You are probably OK, but make sure you get long straps to keep the cable as vertical as possible. That lift is at least 3000# (maybe more, if it is a 3/4hp motor, it is 3000# and I think the 1hp is 4000# or 4500#) plus you have 2 lifts, so you can double the rating plus your cables are doubled which increases the lift even more. If you have a 3000# lift on each side, That capacity calculates to 12000#. So with straps pulling on a slight angle you are probably fine but here is a little food for thought:

When lifting straight up, the lifts are pushing straight down on the piles and you have a compressive load on the piles and have very little load on the bolts and brackets of the lift. Materials can handle a higher compressive load than any other type loading (tensile or shear). When the cables pull on an angle, you start introducing some shear force on the piles and bolts that hold the lift on the piles.

If the piles are in good shape and the bolts are at least 1/4", you should still be fine. Even with straps the angle probably won't exceed 15 degrees. One thing you could do is install a strap (borrow a set), measure the distance between the piles with no load (front to front, back to back), then lift the boat and measure again. This will give you the deflection. If the difference in the measurements are less than 1/4", you are fine.


----------



## boatlift (Jun 23, 2009)

I've done lots of sling kits off 4 pilings. I start to get concerned about piling movement when we deal with a 6,000-lb boat or greater. However, if you can shake your pilings & there is substantial movement, I would be concerned using the sling system. As far as a lifting capacity, at a minimum you're at 7,000-lbs but without knowing the size of the top beam you might even have a 10,000-lb lift. Call me when you have a moment so that we can review & get you a good plan of attack.
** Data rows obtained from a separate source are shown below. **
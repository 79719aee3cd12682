//! `logmonitor tail`: print the newest entries of a log.

use anyhow::{Context, Result};
use clap::Args;

use vigil_core::LogMonitorConfig;
use vigil_logmon::paths::{log_path, MAIN_LOG};
use vigil_logmon::protocol::DEFAULT_TAIL_LINES;
use vigil_logmon::{validate_log_name, Tail};

#[derive(Args, Debug)]
pub struct TailArgs {
    #[arg(short = 'n', long, default_value = MAIN_LOG)]
    pub name: String,

    /// Number of entries to show.
    #[arg(long, default_value_t = DEFAULT_TAIL_LINES)]
    pub lines: usize,
}

impl TailArgs {
    /// Reads the files directly; the daemon is not involved.
    pub fn run(self, config: &LogMonitorConfig) -> Result<()> {
        validate_log_name(&self.name)?;
        let tail = Tail::for_log(log_path(&config.dir, &self.name), self.lines);
        for entry in &tail {
            let entry = entry.with_context(|| format!("failed to read log '{}'", self.name))?;
            println!("{}", entry.to_line());
        }
        Ok(())
    }
}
Boating - Hunting - Ranching, We've Got You Covered.
Michael Fulweber

Boat Lift Distributors
Big Country Outdoors 
Cattle Call Ear Tags

800-657-9998
713-461-9443 (local)
www.boatliftdistributors.com
www.bigcountryoutdoors.net
www.cattlecalltags.com
[email protected]


----------



## Bueno Suerte (Jun 27, 2004)

*Great Job*



boatlift said:


> I've done lots of sling kits off 4 pilings. I start to get concerned about piling movement when we deal with a 6,000-lb boat or greater. However, if you can shake your pilings & there is substantial movement, I would be concerned using the sling system. As far as a lifting capacity, at a minimum you're at 7,000-lbs but without knowing the size of the top beam you might even have a 10,000-lb lift. Call me when you have a moment so that we can review & get you a good plan of attack.
> 
> Boating - Hunting - Ranching, We've Got You Covered.
> Michael Fulweber
> ...


These guys just did a great job for me down in Tiki....


----------



## flatscat1 (Jun 2, 2005)

boatlift said:


> I've done lots of sling kits off 4 pilings. I start to get concerned about piling movement when we deal with a 6,000-lb boat or greater. However, if you can shake your pilings & there is substantial movement, I would be concerned using the sling system. As far as a lifting capacity, at a minimum you're at 7,000-lbs but without knowing the size of the top beam you might even have a 10,000-lb lift. Call me when you have a moment so that we can review & get you a good plan of attack.
> 
> Boating - Hunting - Ranching, We've Got You Covered.
> Michael Fulweber
> ...


This is who you want to talk to.....Michael is the owner of Boat Lift Distributors. He's the expert, and a very good guy.


----------



## LandsEnd (Feb 17, 2013)

Thanks guys I'll call Michael. And GT11 you must be a structural eng, or civil. Everybody confirmed what I was thinking. 
Absolutely no help or even reply from ACE Boatlifts after emailing the requested picture and leaving two messages which is a trick since their voicemail just tells you to call back in ten minutes. Don't be fooled by the website there is no redheaded guy in tech support. Owner justs wants you to order online and not bother him.
Thanks again,
DO


----------